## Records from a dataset
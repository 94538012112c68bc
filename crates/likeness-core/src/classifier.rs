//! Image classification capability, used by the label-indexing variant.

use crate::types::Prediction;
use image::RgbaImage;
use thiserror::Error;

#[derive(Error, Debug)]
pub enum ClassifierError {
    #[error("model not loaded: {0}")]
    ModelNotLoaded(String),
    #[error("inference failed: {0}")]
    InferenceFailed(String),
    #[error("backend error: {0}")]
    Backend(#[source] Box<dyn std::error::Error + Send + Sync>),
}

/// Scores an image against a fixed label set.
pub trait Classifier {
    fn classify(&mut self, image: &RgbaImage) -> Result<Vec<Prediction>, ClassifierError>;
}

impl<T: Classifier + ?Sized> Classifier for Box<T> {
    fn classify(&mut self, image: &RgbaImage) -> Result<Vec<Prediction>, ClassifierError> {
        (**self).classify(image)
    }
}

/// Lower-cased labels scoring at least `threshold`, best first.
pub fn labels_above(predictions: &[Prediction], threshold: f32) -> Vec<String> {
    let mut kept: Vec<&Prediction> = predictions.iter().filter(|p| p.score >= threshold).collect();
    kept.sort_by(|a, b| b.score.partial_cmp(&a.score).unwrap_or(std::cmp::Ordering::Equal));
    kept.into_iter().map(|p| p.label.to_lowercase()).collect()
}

--

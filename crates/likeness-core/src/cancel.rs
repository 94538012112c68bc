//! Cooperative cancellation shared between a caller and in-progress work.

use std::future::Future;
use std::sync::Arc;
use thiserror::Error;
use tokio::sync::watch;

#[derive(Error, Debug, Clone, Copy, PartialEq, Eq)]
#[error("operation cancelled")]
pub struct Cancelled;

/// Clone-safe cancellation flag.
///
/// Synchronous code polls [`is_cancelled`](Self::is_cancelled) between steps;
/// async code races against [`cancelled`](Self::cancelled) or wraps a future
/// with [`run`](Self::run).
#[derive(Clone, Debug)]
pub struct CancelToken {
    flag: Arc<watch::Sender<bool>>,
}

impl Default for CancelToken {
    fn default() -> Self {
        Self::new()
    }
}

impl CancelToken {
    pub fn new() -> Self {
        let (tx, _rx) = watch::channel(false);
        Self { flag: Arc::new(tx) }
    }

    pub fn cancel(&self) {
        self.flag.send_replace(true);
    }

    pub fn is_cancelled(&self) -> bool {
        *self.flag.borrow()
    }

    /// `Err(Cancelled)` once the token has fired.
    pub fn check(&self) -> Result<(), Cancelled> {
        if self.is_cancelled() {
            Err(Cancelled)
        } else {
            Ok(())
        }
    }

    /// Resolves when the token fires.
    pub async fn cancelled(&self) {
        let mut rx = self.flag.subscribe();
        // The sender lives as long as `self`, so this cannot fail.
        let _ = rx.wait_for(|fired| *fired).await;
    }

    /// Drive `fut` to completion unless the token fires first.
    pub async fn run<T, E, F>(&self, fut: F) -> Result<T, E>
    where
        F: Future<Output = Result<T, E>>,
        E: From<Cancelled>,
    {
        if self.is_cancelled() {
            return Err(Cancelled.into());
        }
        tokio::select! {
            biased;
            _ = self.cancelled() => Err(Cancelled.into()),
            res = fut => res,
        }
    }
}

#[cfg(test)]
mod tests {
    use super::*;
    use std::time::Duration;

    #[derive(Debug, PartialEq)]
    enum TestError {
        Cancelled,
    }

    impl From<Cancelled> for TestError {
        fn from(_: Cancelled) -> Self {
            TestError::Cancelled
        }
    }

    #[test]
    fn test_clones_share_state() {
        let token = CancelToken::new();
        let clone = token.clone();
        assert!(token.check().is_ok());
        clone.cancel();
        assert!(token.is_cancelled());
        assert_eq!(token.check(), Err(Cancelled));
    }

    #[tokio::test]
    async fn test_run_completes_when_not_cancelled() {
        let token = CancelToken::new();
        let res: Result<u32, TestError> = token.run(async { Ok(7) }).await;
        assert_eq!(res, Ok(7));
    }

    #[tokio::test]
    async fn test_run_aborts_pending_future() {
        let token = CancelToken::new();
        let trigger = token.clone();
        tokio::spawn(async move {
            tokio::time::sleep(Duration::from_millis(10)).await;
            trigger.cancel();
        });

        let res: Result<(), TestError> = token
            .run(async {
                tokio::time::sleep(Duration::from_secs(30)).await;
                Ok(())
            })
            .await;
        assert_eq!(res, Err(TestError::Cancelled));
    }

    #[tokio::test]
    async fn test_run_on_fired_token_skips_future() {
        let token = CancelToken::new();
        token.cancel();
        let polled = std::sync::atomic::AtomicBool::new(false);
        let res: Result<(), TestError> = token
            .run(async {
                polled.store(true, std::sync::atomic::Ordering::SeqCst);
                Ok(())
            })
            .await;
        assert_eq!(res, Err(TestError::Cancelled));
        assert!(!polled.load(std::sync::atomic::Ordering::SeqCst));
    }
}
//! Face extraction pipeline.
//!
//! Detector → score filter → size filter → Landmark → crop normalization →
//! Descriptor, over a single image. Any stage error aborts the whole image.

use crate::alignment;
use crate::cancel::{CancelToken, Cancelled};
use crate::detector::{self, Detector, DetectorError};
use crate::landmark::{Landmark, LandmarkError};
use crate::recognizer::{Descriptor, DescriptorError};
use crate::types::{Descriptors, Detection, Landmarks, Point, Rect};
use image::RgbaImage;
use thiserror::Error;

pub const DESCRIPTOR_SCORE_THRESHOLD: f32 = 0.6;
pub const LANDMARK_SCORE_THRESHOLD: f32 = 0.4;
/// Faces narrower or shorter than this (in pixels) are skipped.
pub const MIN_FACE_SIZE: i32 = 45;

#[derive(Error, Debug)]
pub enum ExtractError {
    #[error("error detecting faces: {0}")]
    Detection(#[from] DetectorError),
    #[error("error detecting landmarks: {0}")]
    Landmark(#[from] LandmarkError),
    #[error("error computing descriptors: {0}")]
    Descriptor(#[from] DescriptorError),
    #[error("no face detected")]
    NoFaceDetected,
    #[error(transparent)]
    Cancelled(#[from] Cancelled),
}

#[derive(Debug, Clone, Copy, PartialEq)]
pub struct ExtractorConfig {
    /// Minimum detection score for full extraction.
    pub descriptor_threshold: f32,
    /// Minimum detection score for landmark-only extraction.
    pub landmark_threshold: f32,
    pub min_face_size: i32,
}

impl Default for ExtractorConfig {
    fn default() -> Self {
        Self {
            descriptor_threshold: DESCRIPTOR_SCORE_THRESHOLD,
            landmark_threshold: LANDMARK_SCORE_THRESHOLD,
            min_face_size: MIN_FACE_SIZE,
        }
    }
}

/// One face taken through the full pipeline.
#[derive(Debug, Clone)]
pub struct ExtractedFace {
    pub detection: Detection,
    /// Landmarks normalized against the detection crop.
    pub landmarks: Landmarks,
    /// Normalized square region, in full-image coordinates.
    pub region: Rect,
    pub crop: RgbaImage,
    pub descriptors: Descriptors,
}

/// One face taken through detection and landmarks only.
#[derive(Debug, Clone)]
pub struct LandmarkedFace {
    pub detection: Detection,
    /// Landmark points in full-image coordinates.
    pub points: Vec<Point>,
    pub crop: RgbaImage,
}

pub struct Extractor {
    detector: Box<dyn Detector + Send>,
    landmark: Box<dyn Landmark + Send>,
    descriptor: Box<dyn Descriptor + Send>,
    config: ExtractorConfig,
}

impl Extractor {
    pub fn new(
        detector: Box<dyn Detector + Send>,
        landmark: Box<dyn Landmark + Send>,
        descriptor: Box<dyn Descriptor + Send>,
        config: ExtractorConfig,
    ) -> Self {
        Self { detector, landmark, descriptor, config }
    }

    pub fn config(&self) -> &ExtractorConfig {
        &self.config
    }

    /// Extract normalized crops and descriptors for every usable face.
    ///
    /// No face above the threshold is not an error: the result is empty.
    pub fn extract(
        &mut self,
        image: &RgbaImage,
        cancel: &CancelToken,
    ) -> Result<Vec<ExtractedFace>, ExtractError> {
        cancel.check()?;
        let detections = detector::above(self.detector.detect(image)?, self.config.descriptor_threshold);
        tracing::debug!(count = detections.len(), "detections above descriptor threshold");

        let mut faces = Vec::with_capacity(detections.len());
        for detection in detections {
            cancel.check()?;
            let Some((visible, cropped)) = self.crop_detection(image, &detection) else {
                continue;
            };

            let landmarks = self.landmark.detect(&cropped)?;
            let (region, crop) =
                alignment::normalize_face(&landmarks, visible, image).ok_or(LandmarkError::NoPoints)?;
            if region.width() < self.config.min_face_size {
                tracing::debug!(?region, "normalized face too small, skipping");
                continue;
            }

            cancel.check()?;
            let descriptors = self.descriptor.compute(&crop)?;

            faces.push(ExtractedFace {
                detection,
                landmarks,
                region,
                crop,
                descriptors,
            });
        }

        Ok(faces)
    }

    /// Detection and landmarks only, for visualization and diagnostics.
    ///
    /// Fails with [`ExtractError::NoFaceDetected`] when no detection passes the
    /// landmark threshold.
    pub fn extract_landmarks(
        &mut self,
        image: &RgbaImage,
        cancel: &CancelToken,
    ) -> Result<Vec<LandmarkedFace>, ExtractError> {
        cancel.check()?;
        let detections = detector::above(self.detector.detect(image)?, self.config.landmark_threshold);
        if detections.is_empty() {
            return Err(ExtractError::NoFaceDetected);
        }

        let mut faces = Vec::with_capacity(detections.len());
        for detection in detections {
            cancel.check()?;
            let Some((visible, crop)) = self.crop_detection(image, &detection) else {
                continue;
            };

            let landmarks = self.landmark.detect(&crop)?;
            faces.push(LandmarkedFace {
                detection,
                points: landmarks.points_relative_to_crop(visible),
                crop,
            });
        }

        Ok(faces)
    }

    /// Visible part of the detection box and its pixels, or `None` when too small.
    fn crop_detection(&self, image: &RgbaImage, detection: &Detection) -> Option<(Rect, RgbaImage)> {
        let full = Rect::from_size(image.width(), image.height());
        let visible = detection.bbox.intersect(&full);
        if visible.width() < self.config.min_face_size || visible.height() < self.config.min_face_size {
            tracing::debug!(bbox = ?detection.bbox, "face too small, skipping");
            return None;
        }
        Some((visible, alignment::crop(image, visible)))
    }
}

## Problem to work on
Nothing but a number is asked for: how many lines of the records contain the word "full"?

## The completed task
6